Items from a data source
————

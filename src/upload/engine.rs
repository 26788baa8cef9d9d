//! Transfer engine: drives exactly one record's active phase.
//!
//! Owns the transport for that phase, recomputes derived metrics on every
//! progress callback, and watches for stalls. The stall watchdog is
//! clock-polled: progress callbacks reset it, and the service asks
//! [`TransferEngine::is_stalled`] on its own tick.

use crate::upload::error::UploadResult;
use crate::upload::transport::{Transport, TransportOutcome, TransportPayload};
use crate::upload::types::{
    FailureReason, FileRecord, TransferFailure, TransferMetrics, STATUS_UPLOADING,
};
use std::time::{Duration, Instant};

pub struct TransferEngine {
    transport: Box<dyn Transport>,
    started: Instant,
    last_progress: Instant,
    stall_threshold: Duration,
}

impl TransferEngine {
    pub fn new(transport: Box<dyn Transport>, stall_threshold: Duration) -> Self {
        let now = Instant::now();
        Self {
            transport,
            started: now,
            last_progress: now,
            stall_threshold,
        }
    }

    // ─── Transport drive-through ─────────────────────────────────

    pub fn open(&mut self, record: &FileRecord) -> UploadResult<()> {
        self.transport.open(record.upload_target.as_ref())
    }

    pub fn send(&mut self, record: &FileRecord) -> UploadResult<()> {
        self.started = Instant::now();
        self.last_progress = self.started;
        self.transport.send(TransportPayload {
            field_name: &record.form_field_name,
            file_name: &record.name,
            mime_type: &record.mime_type,
            body: &record.payload,
        })
    }

    pub fn abort(&mut self) {
        self.transport.abort();
    }

    // ─── Metrics ─────────────────────────────────────────────────

    /// Apply one progress callback and recompute derived metrics.
    /// Resets the stall watchdog.
    pub fn record_progress(&mut self, metrics: &mut TransferMetrics, loaded: u64, total: u64) {
        self.last_progress = Instant::now();

        metrics.total_bytes = total;
        metrics.loaded_bytes = loaded.min(total);
        metrics.elapsed_seconds = self.started.elapsed().as_secs_f64().max(0.001);
        metrics.progress_percent = if total == 0 {
            0
        } else {
            (metrics.loaded_bytes as f64 / total as f64 * 100.0).round() as u8
        };
        metrics.speed_bytes_per_sec =
            (metrics.loaded_bytes as f64 / metrics.elapsed_seconds) as u64;
        metrics.remaining_seconds = if metrics.loaded_bytes == 0 {
            None
        } else {
            let ratio = total as f64 / metrics.loaded_bytes as f64 - 1.0;
            Some((metrics.elapsed_seconds * ratio).ceil() as u64)
        };
        metrics.status_text = STATUS_UPLOADING.to_string();
    }

    /// Whether the watchdog has fired: no progress callback within the
    /// stall threshold.
    pub fn is_stalled(&self, now: Instant) -> bool {
        now.duration_since(self.last_progress) >= self.stall_threshold
    }

    // ─── Response classification ─────────────────────────────────

    /// Classify a terminal transport outcome. Network failures and
    /// application-layer rejections map to distinct reasons so the host
    /// can tell them apart.
    pub fn classify(outcome: &TransportOutcome) -> Result<(), TransferFailure> {
        match outcome {
            TransportOutcome::NetworkFailure(msg) => Err(TransferFailure::new(
                FailureReason::ServerUnavailable,
                msg.clone(),
            )),
            TransportOutcome::Response(response) => match response.status_code {
                0 => Err(TransferFailure::new(
                    FailureReason::ServerUnavailable,
                    "transport reported status 0",
                )),
                500..=599 => Err(TransferFailure::new(
                    FailureReason::UnexpectedServerError,
                    format!("server responded {}", response.status_code),
                )),
                400..=499 => Err(TransferFailure::new(
                    FailureReason::Forbidden,
                    format!("server responded {}", response.status_code),
                )),
                _ => Ok(()),
            },
        }
    }
}
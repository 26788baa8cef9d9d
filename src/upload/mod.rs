//! # upload: queue manager core
//!
//! Architecture:
//! - `types`: all data structures, enums, config
//! - `error`: categorised error type for contract violations
//! - `validator`: accept/reject a candidate against configured constraints
//! - `events`: cancelable lifecycle notifications
//! - `transport`: pluggable byte-transfer interface
//! - `engine`: drives one file's active phase (metrics, stall watchdog,
//!   response classification)
//! - `queue`: admission control with slots and a FIFO pending queue
//! - `service`: high-level orchestrator (owns queue, engines, event bus)
//!
//! Expected conditions (validation rejects, transport failures, aborts)
//! are state transitions plus events, never `Err`. Errors are reserved for
//! contract violations (unknown record id, operation invalid for the
//! record's current state).

pub mod engine;
pub mod error;
pub mod events;
pub mod queue;
pub mod service;
pub mod transport;
pub mod types;
pub mod validator;

pub use error::{UploadError, UploadErrorKind, UploadResult};
pub use events::{EventBus, EventFlow, UploadEvent};
pub use queue::{Admission, QueueManager};
pub use service::UploadService;
pub use transport::{Transport, TransportFactory, TransportOutcome, TransportPayload, TransportResponse};
pub use types::*;
pub use validator::validate;
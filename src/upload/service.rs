//! High-level orchestrator: owns the queue, the per-record engines and
//! the event bus. Exposes the host-facing API.
//!
//! All operations are synchronous with respect to each other; concurrency
//! means "several transports have requests in flight", never "several
//! threads run this code". The host (or its transports) drives completion
//! by calling `transfer_progress` / `transfer_finished` back into the
//! service.

use crate::upload::engine::TransferEngine;
use crate::upload::error::{UploadError, UploadResult};
use crate::upload::events::{EventBus, EventHandler, UploadEvent};
use crate::upload::queue::{Admission, QueueManager};
use crate::upload::transport::{TransportFactory, TransportOutcome};
use crate::upload::types::*;
use crate::upload::validator;
use chrono::Utc;
use log::{info, warn};
use std::collections::{HashMap, VecDeque};
use std::num::NonZeroUsize;
use std::time::{Duration, Instant};
use url::Url;
use uuid::Uuid;

pub struct UploadService {
    config: QueueConfig,
    constraints: UploadConstraints,
    queue: QueueManager,
    /// One engine per `Active` record; exclusively owns that record's
    /// transport. Cleared on every terminal transition.
    engines: HashMap<Uuid, TransferEngine>,
    bus: EventBus,
    factory: TransportFactory,
}
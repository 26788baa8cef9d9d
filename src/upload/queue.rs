//! Admission control: slots, FIFO pending queue, managed collection.
//!
//! The queue owns `admitted` and `pending` exclusively; every mutation
//! funnels through the named operations here. The pending queue is FIFO by
//! time-of-admission-request, independent of whatever display ordering the
//! host applies to the collection. The concurrency limit is enforced at
//! admission time only: lowering it never preempts active records.

use crate::upload::error::{UploadError, UploadResult};
use crate::upload::types::{FileRecord, UploadState, STATUS_QUEUED};
use log::debug;
use std::collections::{HashMap, VecDeque};
use std::num::NonZeroUsize;
use uuid::Uuid;

/// What an admission request did.
#[derive(Debug, Clone, Copy, PartialEq, Eq)]
pub enum Admission {
    /// A slot was free; the record is now `Active`.
    Started,
    /// No slot; the record is now `Queued` at the tail of the pending queue.
    Parked,
    /// The record was already `Queued` or `Active`; nothing changed.
    Unchanged,
}

pub struct QueueManager {
    records: HashMap<Uuid, FileRecord>,
    /// Insertion order of the managed collection (host-observable listing).
    order: Vec<Uuid>,
    /// FIFO queue of records awaiting a slot.
    pending: VecDeque<Uuid>,
    /// Number of records currently `Active`.
    admitted: usize,
    /// `None` = unbounded.
    limit: Option<NonZeroUsize>,
}

impl QueueManager {
    pub fn new(limit: Option<NonZeroUsize>) -> Self {
        Self {
            records: HashMap::new(),
            order: Vec::new(),
            pending: VecDeque::new(),
            admitted: 0,
            limit,
        }
    }

    // ─── Collection access ───────────────────────────────────────

    pub fn len(&self) -> usize {
        self.records.len()
    }

    pub fn is_empty(&self) -> bool {
        self.records.is_empty()
    }

    pub fn admitted(&self) -> usize {
        self.admitted
    }

    pub fn limit(&self) -> Option<NonZeroUsize> {
        self.limit
    }

    pub fn get(&self, id: Uuid) -> Option<&FileRecord> {
        self.records.get(&id)
    }

    pub fn get_mut(&mut self, id: Uuid) -> Option<&mut FileRecord> {
        self.records.get_mut(&id)
    }

    /// Like `get`, but an unknown id is a contract violation.
    pub fn require(&self, id: Uuid) -> UploadResult<&FileRecord> {
        self.records.get(&id).ok_or_else(|| UploadError::not_found(id))
    }

    pub fn require_mut(&mut self, id: Uuid) -> UploadResult<&mut FileRecord> {
        self.records.get_mut(&id).ok_or_else(|| UploadError::not_found(id))
    }

    /// Record ids in collection (insertion) order.
    pub fn ids(&self) -> Vec<Uuid> {
        self.order.clone()
    }

    /// Records in collection order.
    pub fn iter(&self) -> impl Iterator<Item = &FileRecord> {
        self.order.iter().filter_map(|id| self.records.get(id))
    }

    /// Ids currently parked in the pending queue, head first.
    pub fn pending_ids(&self) -> Vec<Uuid> {
        self.pending.iter().copied().collect()
    }

    pub fn insert(&mut self, record: FileRecord) {
        self.order.push(record.id);
        self.records.insert(record.id, record);
    }

    /// Drop a record from the collection and the pending queue. Does not
    /// touch the slot count; the caller aborts active records first.
    pub fn remove(&mut self, id: Uuid) -> Option<FileRecord> {
        self.pending.retain(|x| *x != id);
        self.order.retain(|x| *x != id);
        self.records.remove(&id)
    }

    /// Unlink a record from the pending queue without removing it from
    /// the collection (abort of a queued record).
    pub fn unlink_pending(&mut self, id: Uuid) {
        self.pending.retain(|x| *x != id);
    }

    // ─── Admission ───────────────────────────────────────────────

    pub fn has_free_slot(&self) -> bool {
        self.limit.map_or(true, |l| self.admitted < l.get())
    }

    /// Admit a `Pending` record to a slot, or park it. Calling again on a
    /// `Queued` or `Active` record is a no-op.
    pub fn request_admission(&mut self, id: Uuid) -> UploadResult<Admission> {
        let free = self.has_free_slot();
        let record = self.require_mut(id)?;
        match record.state {
            UploadState::Pending => {
                if free {
                    record.state = UploadState::Active;
                    self.admitted += 1;
                    debug!("upload {} admitted ({} active)", id, self.admitted);
                    Ok(Admission::Started)
                } else {
                    record.state = UploadState::Queued;
                    record.metrics.status_text = STATUS_QUEUED.to_string();
                    self.pending.push_back(id);
                    debug!("upload {} parked at queue position {}", id, self.pending.len());
                    Ok(Admission::Parked)
                }
            }
            UploadState::Queued | UploadState::Active => Ok(Admission::Unchanged),
            state => Err(UploadError::invalid_state(
                id,
                format!("cannot request admission in {:?} state", state),
            )),
        }
    }

    /// Return a slot after a terminal transition, then admit queued
    /// records while slots remain. Returns the newly admitted ids in
    /// FIFO order.
    pub fn release_slot(&mut self, id: Uuid) -> Vec<Uuid> {
        self.admitted = self.admitted.saturating_sub(1);
        debug!("upload {} released its slot ({} active)", id, self.admitted);
        self.drain_pending()
    }

    /// Update the concurrency limit. Raising it drains the pending queue
    /// immediately; lowering it only takes effect at future admissions.
    pub fn set_limit(&mut self, limit: Option<NonZeroUsize>) -> Vec<Uuid> {
        self.limit = limit;
        self.drain_pending()
    }

    fn drain_pending(&mut self) -> Vec<Uuid> {
        let mut started = Vec::new();
        while self.has_free_slot() {
            let Some(id) = self.pending.pop_front() else {
                break;
            };
            // Entries can go stale if a queued record was aborted or
            // removed without unlinking; skip them.
            let Some(record) = self.records.get_mut(&id) else {
                continue;
            };
            if record.state != UploadState::Queued {
                continue;
            }
            record.state = UploadState::Active;
            self.admitted += 1;
            started.push(id);
        }
        started
    }
}

#[cfg(test)]
mod tests {
    use super::*;
    use crate::upload::types::FileCandidate;
    use bytes::Bytes;

    fn manager(limit: usize) -> QueueManager {
        QueueManager::new(NonZeroUsize::new(limit))
    }

    fn add_record(q: &mut QueueManager, name: &str) -> Uuid {
        let candidate = FileCandidate::new(name, "text/plain", Bytes::from_static(b"data"));
        let record = FileRecord::from_candidate(candidate, "file");
        let id = record.id;
        q.insert(record);
        id
    }

    #[test]
    fn test_admits_up_to_limit_then_parks() {
        let mut q = manager(2);
        let a = add_record(&mut q, "a");
        let b = add_record(&mut q, "b");
        let c = add_record(&mut q, "c");

        assert_eq!(q.request_admission(a).unwrap(), Admission::Started);
        assert_eq!(q.request_admission(b).unwrap(), Admission::Started);
        assert_eq!(q.request_admission(c).unwrap(), Admission::Parked);

        assert_eq!(q.admitted(), 2);
        assert_eq!(q.get(c).unwrap().state, UploadState::Queued);
        assert_eq!(q.get(c).unwrap().metrics.status_text, STATUS_QUEUED);
    }

    #[test]
    fn test_request_admission_is_idempotent() {
        let mut q = manager(1);
        let a = add_record(&mut q, "a");
        let b = add_record(&mut q, "b");

        q.request_admission(a).unwrap();
        assert_eq!(q.request_admission(a).unwrap(), Admission::Unchanged);
        assert_eq!(q.admitted(), 1);

        q.request_admission(b).unwrap();
        assert_eq!(q.request_admission(b).unwrap(), Admission::Unchanged);
        assert_eq!(q.pending_ids(), vec![b]);
    }

    #[test]
    fn test_fifo_release() {
        let mut q = manager(1);
        let r1 = add_record(&mut q, "r1");
        let r2 = add_record(&mut q, "r2");
        let r3 = add_record(&mut q, "r3");
        q.request_admission(r1).unwrap();
        q.request_admission(r2).unwrap();
        q.request_admission(r3).unwrap();

        // r1 completes: r2 starts next, never r3.
        q.get_mut(r1).unwrap().state = UploadState::Complete;
        let started = q.release_slot(r1);
        assert_eq!(started, vec![r2]);
        assert_eq!(q.get(r2).unwrap().state, UploadState::Active);
        assert_eq!(q.get(r3).unwrap().state, UploadState::Queued);
    }

    #[test]
    fn test_raising_limit_drains_fifo() {
        let mut q = manager(1);
        let ids: Vec<Uuid> = (0..4).map(|i| add_record(&mut q, &format!("f{}", i))).collect();
        for id in &ids {
            q.request_admission(*id).unwrap();
        }
        assert_eq!(q.admitted(), 1);

        let started = q.set_limit(NonZeroUsize::new(3));
        assert_eq!(started, vec![ids[1], ids[2]]);
        assert_eq!(q.admitted(), 3);
        assert_eq!(q.pending_ids(), vec![ids[3]]);
    }

    #[test]
    fn test_lowering_limit_never_preempts() {
        let mut q = manager(3);
        let ids: Vec<Uuid> = (0..3).map(|i| add_record(&mut q, &format!("f{}", i))).collect();
        for id in &ids {
            q.request_admission(*id).unwrap();
        }

        let started = q.set_limit(NonZeroUsize::new(1));
        assert!(started.is_empty());
        // admitted transiently exceeds the new limit.
        assert_eq!(q.admitted(), 3);
        assert!(ids.iter().all(|id| q.get(*id).unwrap().state == UploadState::Active));

        // Natural completions bring it back down without new admissions.
        q.get_mut(ids[0]).unwrap().state = UploadState::Complete;
        assert!(q.release_slot(ids[0]).is_empty());
        assert_eq!(q.admitted(), 2);
    }

    #[test]
    fn test_unbounded_limit() {
        let mut q = QueueManager::new(None);
        for i in 0..10 {
            let id = add_record(&mut q, &format!("f{}", i));
            assert_eq!(q.request_admission(id).unwrap(), Admission::Started);
        }
        assert_eq!(q.admitted(), 10);
        assert!(q.pending_ids().is_empty());
    }

    #[test]
    fn test_admission_from_terminal_state_is_an_error() {
        let mut q = manager(1);
        let a = add_record(&mut q, "a");
        q.get_mut(a).unwrap().state = UploadState::Complete;
        assert!(q.request_admission(a).is_err());
    }

    #[test]
    fn test_unknown_id_is_an_error() {
        let mut q = manager(1);
        assert!(q.request_admission(Uuid::new_v4()).is_err());
        assert!(q.require(Uuid::new_v4()).is_err());
    }

    #[test]
    fn test_remove_unlinks_pending() {
        let mut q = manager(1);
        let a = add_record(&mut q, "a");
        let b = add_record(&mut q, "b");
        q.request_admission(a).unwrap();
        q.request_admission(b).unwrap();

        assert!(q.remove(b).is_some());
        assert!(q.pending_ids().is_empty());
        assert_eq!(q.len(), 1);

        // Releasing a's slot finds nothing to admit.
        q.get_mut(a).unwrap().state = UploadState::Complete;
        assert!(q.release_slot(a).is_empty());
    }

    #[test]
    fn test_collection_order_is_insertion_order() {
        let mut q = manager(1);
        let a = add_record(&mut q, "a");
        let b = add_record(&mut q, "b");
        let c = add_record(&mut q, "c");
        assert_eq!(q.ids(), vec![a, b, c]);
        q.remove(b);
        assert_eq!(q.ids(), vec![a, c]);
    }
}
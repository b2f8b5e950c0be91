use std::path::Path;
use std::time::Instant;

use anyhow::{Context, Result};
use coromap::{
    config::{Config, DEFAULT_CONFIG_PATH},
    extract, fetch, render,
    scale::LogScale,
    shapes,
};
use tracing::info;
use tracing_subscriber::{fmt, EnvFilter};

fn main() -> Result<()> {
    // ─── 1) init logging ─────────────────────────────────────────────
    let env = EnvFilter::try_from_default_env().unwrap_or_else(|_| EnvFilter::new("info"));
    fmt::Subscriber::builder()
        .with_env_filter(env)
        .with_span_events(fmt::format::FmtSpan::CLOSE)
        .init();
    info!("startup");

    // ─── 2) load configuration ───────────────────────────────────────
    let config = Config::load(Path::new(DEFAULT_CONFIG_PATH))?;
    info!(
        source = %config.source_url,
        metric = %config.metric_column,
        rows = config.state_row_limit,
        "configured"
    );

    // ─── 3) fetch the case page ──────────────────────────────────────
    let client = fetch::http_client()?;
    let start = Instant::now();
    let html = fetch::fetch_page(&client, &config.source_url, &config.user_agent)
        .context("fetching case page")?;
    info!(elapsed = ?start.elapsed(), bytes = html.len(), "fetched case page");

    // ─── 4) extract the case table ───────────────────────────────────
    let table = extract::extract_table(&html, config.state_row_limit)
        .context("extracting case table")?;
    info!(rows = table.len(), "extracted case table");

    // ─── 5) color scale from the metric column ───────────────────────
    let scale = LogScale::from_table(&table, &config.metric_column)?;
    info!(min = scale.min(), max = scale.max(), "computed log color scale");

    // ─── 6) resolve state boundaries ─────────────────────────────────
    let shp = shapes::natural_earth(&client, &config.shape_source, &config.cache_dir)
        .context("resolving state boundary shapefile")?;
    let states = shapes::read_shape_records(&shp, &config.shape_name_field)?;
    info!(shapes = states.len(), "loaded state boundaries");

    // ─── 7) render + save ────────────────────────────────────────────
    let report = render::render_choropleth(
        &table,
        &scale,
        &states,
        &render::RenderOptions::from_config(&config),
    )?;
    render::save_png(&report.pixmap, &config.output_path)?;
    info!(
        path = %config.output_path.display(),
        misses = report.misses.len(),
        "wrote choropleth"
    );

    Ok(())
}
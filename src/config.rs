// src/config.rs

use std::fs;
use std::path::{Path, PathBuf};

use anyhow::{Context, Result};
use serde::Deserialize;

/// Optional config file looked up next to the working directory.
pub const DEFAULT_CONFIG_PATH: &str = "coromap.yaml";

/// The source serves a cut-down page to clients that do not look like a
/// browser making an XHR, so both spoofed headers are required.
pub const DEFAULT_SOURCE_URL: &str = "https://www.worldometers.info/coronavirus/country/us/";

pub const DEFAULT_USER_AGENT: &str = "Mozilla/5.0 (X11; Linux x86_64) AppleWebKit/537.36 \
     (KHTML, like Gecko) Chrome/50.0.2661.75 Safari/537.36";

/// Rows kept from the top of the source table. The page appends aggregate
/// rows (totals, territories, repatriated travellers) after the real states;
/// this cutoff drops them. Tied to the current page layout.
pub const DEFAULT_STATE_ROW_LIMIT: usize = 62;

fn default_source_url() -> String {
    DEFAULT_SOURCE_URL.to_string()
}

fn default_user_agent() -> String {
    DEFAULT_USER_AGENT.to_string()
}

fn default_metric_column() -> String {
    "TotalCases".to_string()
}

fn default_state_row_limit() -> usize {
    DEFAULT_STATE_ROW_LIMIT
}

fn default_shape_name_field() -> String {
    "name".to_string()
}

fn default_cache_dir() -> PathBuf {
    PathBuf::from("shapes")
}

fn default_output_path() -> PathBuf {
    PathBuf::from("usa-total-cases.png")
}

fn default_dpi() -> f64 {
    300.0
}

fn default_pad_inches() -> f64 {
    0.2
}

fn default_figure_size_in() -> [f64; 2] {
    [6.4, 4.8]
}

/// Geodetic viewport as [lon0, lon1, lat0, lat1]. Frames the continental US
/// plus the Alaska/Hawaii offsets.
fn default_extent() -> [f64; 4] {
    [-100.0, -160.0, 20.0, 100.0]
}

fn default_line_width_pt() -> f64 {
    0.05
}

/// Which Natural Earth dataset supplies the state polygons.
#[derive(Debug, Clone, Deserialize, PartialEq)]
#[serde(default)]
pub struct ShapeSource {
    pub resolution: String,
    pub category: String,
    pub name: String,
}

impl Default for ShapeSource {
    fn default() -> Self {
        Self {
            resolution: "110m".to_string(),
            category: "cultural".to_string(),
            name: "admin_1_states_provinces_lakes".to_string(),
        }
    }
}

/// Lambert Conformal Conic parameters, in degrees.
#[derive(Debug, Clone, Deserialize, PartialEq)]
#[serde(default)]
pub struct ProjectionParams {
    pub central_longitude: f64,
    pub central_latitude: f64,
    pub standard_parallels: [f64; 2],
}

impl Default for ProjectionParams {
    fn default() -> Self {
        Self {
            central_longitude: -96.0,
            central_latitude: 39.0,
            standard_parallels: [33.0, 45.0],
        }
    }
}

#[derive(Debug, Clone, Deserialize)]
#[serde(default, deny_unknown_fields)]
pub struct Config {
    pub source_url: String,
    pub user_agent: String,
    /// Table column the color scale is computed from.
    pub metric_column: String,
    pub state_row_limit: usize,
    pub shape_source: ShapeSource,
    /// Attribute on each shape record used as the join key into the table.
    pub shape_name_field: String,
    pub cache_dir: PathBuf,
    pub output_path: PathBuf,
    pub dpi: f64,
    pub pad_inches: f64,
    pub figure_size_in: [f64; 2],
    pub extent: [f64; 4],
    pub projection: ProjectionParams,
    pub line_width_pt: f64,
}

impl Default for Config {
    fn default() -> Self {
        Self {
            source_url: default_source_url(),
            user_agent: default_user_agent(),
            metric_column: default_metric_column(),
            state_row_limit: default_state_row_limit(),
            shape_source: ShapeSource::default(),
            shape_name_field: default_shape_name_field(),
            cache_dir: default_cache_dir(),
            output_path: default_output_path(),
            dpi: default_dpi(),
            pad_inches: default_pad_inches(),
            figure_size_in: default_figure_size_in(),
            extent: default_extent(),
            projection: ProjectionParams::default(),
            line_width_pt: default_line_width_pt(),
        }
    }
}

impl Config {
    /// Load overrides from `path` if it exists, otherwise compiled defaults.
    /// A present-but-malformed file is an error, never silently ignored.
    pub fn load(path: &Path) -> Result<Self> {
        if !path.exists() {
            return Ok(Self::default());
        }
        let text = fs::read_to_string(path)
            .with_context(|| format!("reading config {}", path.display()))?;
        serde_yaml::from_str(&text).with_context(|| format!("parsing config {}", path.display()))
    }
}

————

**What the task requires**: In the entries above, find the line holding "metrics.progress_percent = if" and the line holding "so the host"; print both of them and every line between, exactly, and nothing else.

**Answer to this task**:
        metrics.progress_percent = if total == 0 {
            0
        } else {
            (metrics.loaded_bytes as f64 / total as f64 * 100.0).round() as u8
        };
        metrics.speed_bytes_per_sec =
            (metrics.loaded_bytes as f64 / metrics.elapsed_seconds) as u64;
        metrics.remaining_seconds = if metrics.loaded_bytes == 0 {
            None
        } else {
            let ratio = total as f64 / metrics.loaded_bytes as f64 - 1.0;
            Some((metrics.elapsed_seconds * ratio).ceil() as u64)
        };
        metrics.status_text = STATUS_UPLOADING.to_string();
    }

    /// Whether the watchdog has fired: no progress callback within the
    /// stall threshold.
    pub fn is_stalled(&self, now: Instant) -> bool {
        now.duration_since(self.last_progress) >= self.stall_threshold
    }

    // ─── Response classification ─────────────────────────────────

    /// Classify a terminal transport outcome. Network failures and
    /// application-layer rejections map to distinct reasons so the host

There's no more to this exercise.